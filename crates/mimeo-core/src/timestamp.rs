//! Date/time instants.
//!
//! A [`Timestamp`] stores milliseconds since the Unix epoch as an `f64`,
//! with NaN representing an invalid instant. The stored instant is mutable
//! in place, so two handles to one timestamp observe each other's updates.

use chrono::{DateTime, SecondsFormat, Utc};
use parking_lot::RwLock;

/// A mutable date/time instant.
#[derive(Default)]
pub struct Timestamp {
    millis: RwLock<f64>,
}

impl Timestamp {
    /// Create a timestamp from milliseconds since the Unix epoch.
    ///
    /// Non-finite input produces an invalid instant.
    pub fn from_millis(millis: f64) -> Self {
        Self {
            millis: RwLock::new(if millis.is_finite() { millis } else { f64::NAN }),
        }
    }

    /// Create a timestamp holding the current instant.
    pub fn now() -> Self {
        Self::from_millis(Utc::now().timestamp_millis() as f64)
    }

    /// Milliseconds since the Unix epoch, NaN if invalid.
    pub fn millis(&self) -> f64 {
        *self.millis.read()
    }

    /// Replace the stored instant.
    pub fn set_millis(&self, millis: f64) {
        *self.millis.write() = if millis.is_finite() { millis } else { f64::NAN };
    }

    /// Check if this timestamp holds a representable instant.
    pub fn is_valid(&self) -> bool {
        self.millis().is_finite()
    }

    /// Convert to a UTC datetime, `None` if invalid or out of range.
    pub fn to_datetime(&self) -> Option<DateTime<Utc>> {
        let millis = self.millis();
        if !millis.is_finite() {
            return None;
        }
        DateTime::from_timestamp_millis(millis as i64)
    }

    /// RFC 3339 rendering with millisecond precision, `None` if invalid.
    pub fn to_rfc3339(&self) -> Option<String> {
        self.to_datetime()
            .map(|dt| dt.to_rfc3339_opts(SecondsFormat::Millis, true))
    }
}

impl std::fmt::Debug for Timestamp {
    fn fmt(&self, f: &mut std::fmt::Formatter<'_>) -> std::fmt::Result {
        match self.to_rfc3339() {
            Some(text) => write!(f, "Timestamp({text})"),
            None => write!(f, "Timestamp(invalid)"),
        }
    }
}
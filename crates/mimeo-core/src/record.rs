//! Generic records with named and symbol-keyed properties.
//!
//! A [`Record`] holds its own properties in insertion order and may
//! inherit from a prototype record fixed at construction. Lookup walks
//! the prototype chain; mutation always targets own properties, and
//! enumeration ([`Record::own_keys`]) never reaches into the chain.

use std::fmt;
use std::sync::Arc;

use indexmap::IndexMap;
use parking_lot::RwLock;

use crate::value::{Symbol, Value};

/// Key of a record property: a name or a symbol.
#[derive(Clone, Debug, PartialEq, Eq, Hash)]
pub enum PropertyKey {
    /// Text-named property.
    Name(Arc<str>),
    /// Symbol-keyed property.
    Symbol(Arc<Symbol>),
}

impl PropertyKey {
    /// Create a named key.
    pub fn name(name: impl Into<Arc<str>>) -> Self {
        PropertyKey::Name(name.into())
    }

    /// Create a symbol key.
    pub fn symbol(symbol: Arc<Symbol>) -> Self {
        PropertyKey::Symbol(symbol)
    }

    /// The name, if this is a named key.
    pub fn as_name(&self) -> Option<&str> {
        match self {
            PropertyKey::Name(name) => Some(name.as_ref()),
            PropertyKey::Symbol(_) => None,
        }
    }
}

impl From<&str> for PropertyKey {
    fn from(name: &str) -> Self {
        PropertyKey::Name(Arc::from(name))
    }
}

/// A record of own properties plus an optional prototype.
#[derive(Default)]
pub struct Record {
    properties: RwLock<IndexMap<PropertyKey, Value>>,
    prototype: Option<Arc<Record>>,
}

impl Record {
    /// Create an empty record with no prototype.
    pub fn new() -> Self {
        Self::default()
    }

    /// Create an empty record inheriting from `prototype`.
    pub fn with_prototype(prototype: Arc<Record>) -> Self {
        Self {
            properties: RwLock::new(IndexMap::new()),
            prototype: Some(prototype),
        }
    }

    /// The prototype record, if any.
    pub fn prototype(&self) -> Option<&Arc<Record>> {
        self.prototype.as_ref()
    }

    /// Look up a property, walking the prototype chain.
    pub fn get(&self, key: &PropertyKey) -> Option<Value> {
        if let Some(value) = self.get_own(key) {
            return Some(value);
        }
        let mut current = self.prototype.clone();
        while let Some(record) = current {
            if let Some(value) = record.get_own(key) {
                return Some(value);
            }
            current = record.prototype.clone();
        }
        None
    }

    /// Look up an own property only.
    pub fn get_own(&self, key: &PropertyKey) -> Option<Value> {
        self.properties.read().get(key).cloned()
    }

    /// Set an own property. Overwriting keeps the property's position.
    pub fn set(&self, key: PropertyKey, value: Value) {
        self.properties.write().insert(key, value);
    }

    /// Delete an own property, preserving the order of the rest.
    /// Returns true when something was removed.
    pub fn delete(&self, key: &PropertyKey) -> bool {
        self.properties.write().shift_remove(key).is_some()
    }

    /// Check for a property anywhere on the chain.
    pub fn has(&self, key: &PropertyKey) -> bool {
        self.get(key).is_some()
    }

    /// Check for an own property.
    pub fn has_own(&self, key: &PropertyKey) -> bool {
        self.properties.read().contains_key(key)
    }

    /// Snapshot of the own property keys in insertion order.
    pub fn own_keys(&self) -> Vec<PropertyKey> {
        self.properties.read().keys().cloned().collect()
    }

    /// Snapshot of the own properties in insertion order.
    pub fn own_entries(&self) -> Vec<(PropertyKey, Value)> {
        self.properties
            .read()
            .iter()
            .map(|(k, v)| (k.clone(), v.clone()))
            .collect()
    }

    /// Number of own properties.
    pub fn len(&self) -> usize {
        self.properties.read().len()
    }

    /// Check if the record has no own properties.
    pub fn is_empty(&self) -> bool {
        self.properties.read().is_empty()
    }
}

impl fmt::Debug for Record {
    fn fmt(&self, f: &mut fmt::Formatter<'_>) -> fmt::Result {
        write!(f, "Record(props={})", self.len())
    }
}
//! Text commands received over the WebSocket, one per frame.
//!
//! `COMMAND` or `COMMAND:payload`; replies are `KIND_UPDATE:{json}`.

use formula_core::formula::{Expression, Number};
use serde::Deserialize;
use serde_json::{json, Value};
use tracing::{info, warn};

/// Format an error as a JSON message for the frontend
pub fn format_error(code: &str, message: &str) -> String {
    format!("ERROR_UPDATE:{}", json!({
        "code": code,
        "message": message,
    }))
}

#[derive(Deserialize)]
struct DeclareCmd {
    name: String,
    value: f64,
    #[serde(default)]
    fixed: bool,
}

#[derive(Deserialize)]
struct RenameCmd {
    name: String,
    display: String,
}

/// Apply one command to the session's expression and build the reply frame.
pub fn handle_command(expression: &mut Expression, text: &str) -> String {
    let (command, payload) = text.split_once(':').unwrap_or((text, ""));

    match command {
        "EXPRESSION_NAME" => match expression.set_name(payload) {
            Ok(()) => {
                info!("Expression named '{}'", payload);
                expression_update(expression)
            }
            Err(e) => format_error("INVALID_NAME", &e.to_string()),
        },

        "EXPRESSION_SET" => match expression.set_expression(payload) {
            Ok(()) => {
                info!("Parsed expression '{}'", payload);
                expression_update(expression)
            }
            Err(e) => format_error("INVALID_INPUT", &e.to_string()),
        },

        "VARIABLE_DECLARE" => {
            // Format: VARIABLE_DECLARE:{"name":"x","value":10,"fixed":false}
            let Ok(cmd) = serde_json::from_str::<DeclareCmd>(payload) else {
                warn!("Failed to parse VARIABLE_DECLARE command: {}", payload);
                return format_error("BAD_COMMAND", "Malformed VARIABLE_DECLARE payload");
            };
            let result = if cmd.fixed {
                expression.declare_fixed_variable(&cmd.name, cmd.value)
            } else {
                expression.declare_variable(&cmd.name, cmd.value)
            };
            match result {
                Ok(()) => {
                    info!("Declared variable '{}' = {}", cmd.name, cmd.value);
                    variables_update(expression)
                }
                Err(e) => format_error("DECLARATION_FAILED", &e.to_string()),
            }
        }

        "VARIABLE_RENAME" => {
            // Format: VARIABLE_RENAME:{"name":"old","display":"new"}
            let Ok(cmd) = serde_json::from_str::<RenameCmd>(payload) else {
                warn!("Failed to parse VARIABLE_RENAME command: {}", payload);
                return format_error("BAD_COMMAND", "Malformed VARIABLE_RENAME payload");
            };
            expression.rename_variable(&cmd.name, &cmd.display);
            info!("Renamed '{}' to '{}' for display", cmd.name, cmd.display);
            variables_update(expression)
        }

        "STRICT" => match payload {
            "on" | "off" => {
                expression.set_strict_lookups(payload == "on");
                info!("Strict lookups {}", payload);
                expression_update(expression)
            }
            _ => format_error("BAD_COMMAND", "STRICT expects 'on' or 'off'"),
        },

        "EVALUATE" => match expression.try_evaluate() {
            Ok(value) => format!(
                "RESULT_UPDATE:{}",
                json!({ "value": number_json(Number::from(value)) })
            ),
            Err(e) => {
                warn!("Evaluation failed: {}", e);
                format_error("EVALUATION_FAILED", &e.to_string())
            }
        },

        "VARIABLES" => variables_update(expression),

        "EXPRESSION" => expression_update(expression),

        _ => {
            warn!("Unknown command: {}", text);
            format_error("UNKNOWN_COMMAND", command)
        }
    }
}

/// JSON has no infinity or NaN, so those are sent as strings rather than `null`.
fn number_json(number: Number) -> Value {
    match number {
        Number::Integer(i) => json!(i),
        Number::Real(r) if r.is_nan() => json!("NaN"),
        Number::Real(r) if r.is_infinite() => {
            json!(if r > 0.0 { "Infinity" } else { "-Infinity" })
        }
        Number::Real(r) => json!(r),
    }
}

fn expression_update(expression: &Expression) -> String {
    let mut variables = Vec::new();
    expression.collect_variables(&mut variables);
    format!(
        "EXPRESSION_UPDATE:{}",
        json!({
            "name": expression.name(),
            "source": expression.source(),
            "translated": expression.translated_text(),
            "constant": expression.is_const_expression(),
            "variables": variables,
        })
    )
}

fn variables_update(expression: &Expression) -> String {
    let scope = expression.scope();
    let variables: Vec<Value> = scope
        .names()
        .map(|name| {
            json!({
                "name": name,
                "value": scope.value(name),
                "fixed": scope.is_fixed(name),
                "display": scope.display_name(name),
            })
        })
        .collect();
    format!("VARIABLES_UPDATE:{}", Value::Array(variables))
}
//! Tokenizer for formula text.
//!
//! Produces the whole token stream up front, each token annotated with its
//! byte span in the source so the parser can rewrite names afterwards.

use super::chars;
use super::error::ParseError;
use crate::units::{LengthUnit, Unformat};
use std::ops::Range;

/// Token types
#[derive(Debug, Clone, PartialEq)]
pub enum TokenKind {
    Number(f64),
    /// Identifier, lower-cased
    Name(String),
    Plus,
    Minus,
    Percent,
    Star,
    Slash,
    Caret,
    LParen,
    Comma,
    RParen,
    /// A `+` or `-` directly after an arithmetic operator
    Blank,
    End,
}

impl TokenKind {
    pub fn is_operator(&self) -> bool {
        matches!(
            self,
            Self::Plus | Self::Minus | Self::Percent | Self::Star | Self::Slash | Self::Caret | Self::Blank
        )
    }
}

#[derive(Debug, Clone, PartialEq)]
pub struct Token {
    pub kind: TokenKind,
    pub span: Range<usize>,
}

/// Split `input` into tokens, ending with exactly one [`TokenKind::End`].
pub fn tokenize(input: &str, units: &dyn Unformat) -> Result<Vec<Token>, ParseError> {
    let mut lexer = Lexer::new(input, units);
    let mut tokens = Vec::new();
    loop {
        let token = lexer.next_token()?;
        let done = token.kind == TokenKind::End;
        tokens.push(token);
        if done {
            return Ok(tokens);
        }
    }
}

struct Lexer<'a> {
    input: &'a str,
    chars: Vec<(usize, char)>,
    position: usize,
    previous: Option<TokenKind>,
    units: &'a dyn Unformat,
}

impl<'a> Lexer<'a> {
    fn new(input: &'a str, units: &'a dyn Unformat) -> Self {
        Self {
            input,
            chars: input.char_indices().collect(),
            position: 0,
            previous: None,
            units,
        }
    }

    fn next_token(&mut self) -> Result<Token, ParseError> {
        self.skip_whitespace();

        let start = self.position;
        let Some(c) = self.peek() else {
            let end = self.offset(start);
            return Ok(Token {
                kind: TokenKind::End,
                span: end..end,
            });
        };

        let kind = if self.at_number(c) {
            self.read_number()?
        } else if chars::is_word(c) {
            self.read_identifier()
        } else {
            let kind = match c {
                '+' | '-' if self.after_operator() => TokenKind::Blank,
                '+' => TokenKind::Plus,
                '-' => TokenKind::Minus,
                '%' => TokenKind::Percent,
                '*' => TokenKind::Star,
                '/' => TokenKind::Slash,
                '^' => TokenKind::Caret,
                '(' => TokenKind::LParen,
                ',' => TokenKind::Comma,
                ')' => TokenKind::RParen,
                _ => {
                    return Err(ParseError::new(
                        format!("Unexpected character: '{}'", c),
                        self.offset(start),
                    ))
                }
            };
            self.advance();
            kind
        };

        self.previous = Some(kind.clone());
        Ok(Token {
            kind,
            span: self.offset(start)..self.offset(self.position),
        })
    }

    fn peek(&self) -> Option<char> {
        self.peek_at(0)
    }

    fn peek_at(&self, offset: usize) -> Option<char> {
        self.chars.get(self.position + offset).map(|&(_, c)| c)
    }

    fn digit_at(&self, offset: usize) -> bool {
        self.peek_at(offset).is_some_and(chars::is_digit)
    }

    fn advance(&mut self) {
        self.position += 1;
    }

    /// Byte offset of the char at `index`.
    fn offset(&self, index: usize) -> usize {
        self.chars
            .get(index)
            .map_or(self.input.len(), |&(byte, _)| byte)
    }

    fn slice(&self, start: usize, end: usize) -> &'a str {
        &self.input[self.offset(start)..self.offset(end)]
    }

    fn skip_whitespace(&mut self) {
        while self.peek().is_some_and(chars::is_space) {
            self.advance();
        }
    }

    fn after_operator(&self) -> bool {
        self.previous.as_ref().is_some_and(TokenKind::is_operator)
    }

    /// A sign can only open a literal at the start, or after `(` or `,`.
    fn admits_sign(&self) -> bool {
        matches!(
            self.previous,
            None | Some(TokenKind::LParen) | Some(TokenKind::Comma)
        )
    }

    fn lead_at(&self, offset: usize) -> bool {
        match self.peek_at(offset) {
            Some(c) if chars::is_digit(c) => true,
            Some(c) if chars::is_dot(c) => self.digit_at(offset + 1),
            _ => false,
        }
    }

    fn at_number(&self, c: char) -> bool {
        if chars::is_numeric_lead(c) {
            return self.lead_at(0);
        }
        if chars::is_signum(c) && self.admits_sign() {
            let mut offset = 1;
            while self.peek_at(offset).is_some_and(chars::is_space) {
                offset += 1;
            }
            return self.lead_at(offset);
        }
        false
    }

    fn read_number(&mut self) -> Result<TokenKind, ParseError> {
        let start = self.position;
        let negative = match self.peek() {
            Some(c) if chars::is_signum(c) => {
                self.advance();
                self.skip_whitespace();
                chars::is_minus(c)
            }
            _ => false,
        };

        let body = self.position;
        self.scan_decimal();
        let plain_end = self.position;

        let value = if self.peek().is_some_and(chars::is_inch_mark) {
            self.advance();
            self.convert(body, self.position)
        } else {
            self.read_architectural(body, plain_end)
        };

        let value = value.ok_or_else(|| {
            ParseError::new(
                format!("Invalid number: '{}'", self.slice(start, self.position)),
                self.offset(start),
            )
        })?;
        Ok(TokenKind::Number(if negative { -value } else { value }))
    }

    /// Feet, inches and fractions after the leading decimal.
    ///
    /// When the unformatter refuses the longest span, the cursor falls back
    /// once to just before the first `-`, ` ` or `/` separator and the shorter
    /// span is converted instead.
    fn read_architectural(&mut self, body: usize, plain_end: usize) -> Option<f64> {
        let mut boundary = None;
        let mut feet = false;
        let mut fraction = false;

        if self.peek().is_some_and(chars::is_foot_mark) {
            feet = true;
            self.advance();
            if self.peek().is_some_and(chars::is_spacer) && self.digit_at(1) {
                self.advance();
            }
            self.scan_whole();
        }

        if self.peek().is_some_and(chars::is_fraction) && self.digit_at(1) {
            boundary.get_or_insert(self.position);
            self.advance();
            self.scan_digits();
            fraction = true;
        } else if self.peek().is_some_and(chars::is_spacer) && self.digit_at(1) {
            boundary.get_or_insert(self.position);
            self.advance();
            self.scan_digits();
            if self.peek().is_some_and(chars::is_fraction) && self.digit_at(1) {
                self.advance();
                self.scan_digits();
                fraction = true;
            }
        }

        let mut foot_fraction = false;
        if self.peek().is_some_and(chars::is_inch_mark) {
            self.advance();
        } else if fraction && !feet && self.peek().is_some_and(chars::is_foot_mark) {
            self.advance();
            foot_fraction = true;
        }

        if self.position == plain_end {
            return self.convert(body, plain_end);
        }

        let candidate = if foot_fraction {
            self.convert_foot_fraction(body, self.position)
        } else {
            self.convert(body, self.position)
        };
        if candidate.is_some() {
            return candidate;
        }

        let retreat = boundary.unwrap_or(plain_end);
        self.position = retreat;
        self.convert(body, retreat)
    }

    fn convert(&self, start: usize, end: usize) -> Option<f64> {
        self.units.unformat(self.slice(start, end))
    }

    // `N/D'` without an inch-mark: convert as inches, then scale to feet.
    fn convert_foot_fraction(&self, start: usize, end: usize) -> Option<f64> {
        let inches = format!("{}\"", self.slice(start, end - 1));
        self.units
            .unformat(&inches)
            .map(|value| LengthUnit::Foot.to_inches(value))
    }

    fn scan_digits(&mut self) {
        while self.digit_at(0) {
            self.advance();
        }
    }

    fn scan_whole(&mut self) {
        while self
            .peek()
            .is_some_and(|c| chars::is_digit(c) || chars::is_dot(c))
        {
            self.advance();
        }
    }

    fn scan_decimal(&mut self) {
        self.scan_whole();
        if self.peek().is_some_and(chars::is_exponent) {
            let signed = self.peek_at(1).is_some_and(chars::is_signum);
            let digit_at = if signed { 2 } else { 1 };
            if self.digit_at(digit_at) {
                self.position += digit_at;
                self.scan_digits();
            }
        }
    }

    fn read_identifier(&mut self) -> TokenKind {
        let start = self.position;
        while self.peek().is_some_and(chars::is_word) {
            self.advance();
        }
        TokenKind::Name(self.slice(start, self.position).to_lowercase())
    }
}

**What is being asked:** Where a line of the records has the string "boundary", return that line.

**Result of this exercise:**
        let mut boundary = None;
            boundary.get_or_insert(self.position);
            boundary.get_or_insert(self.position);
        let retreat = boundary.unwrap_or(plain_end);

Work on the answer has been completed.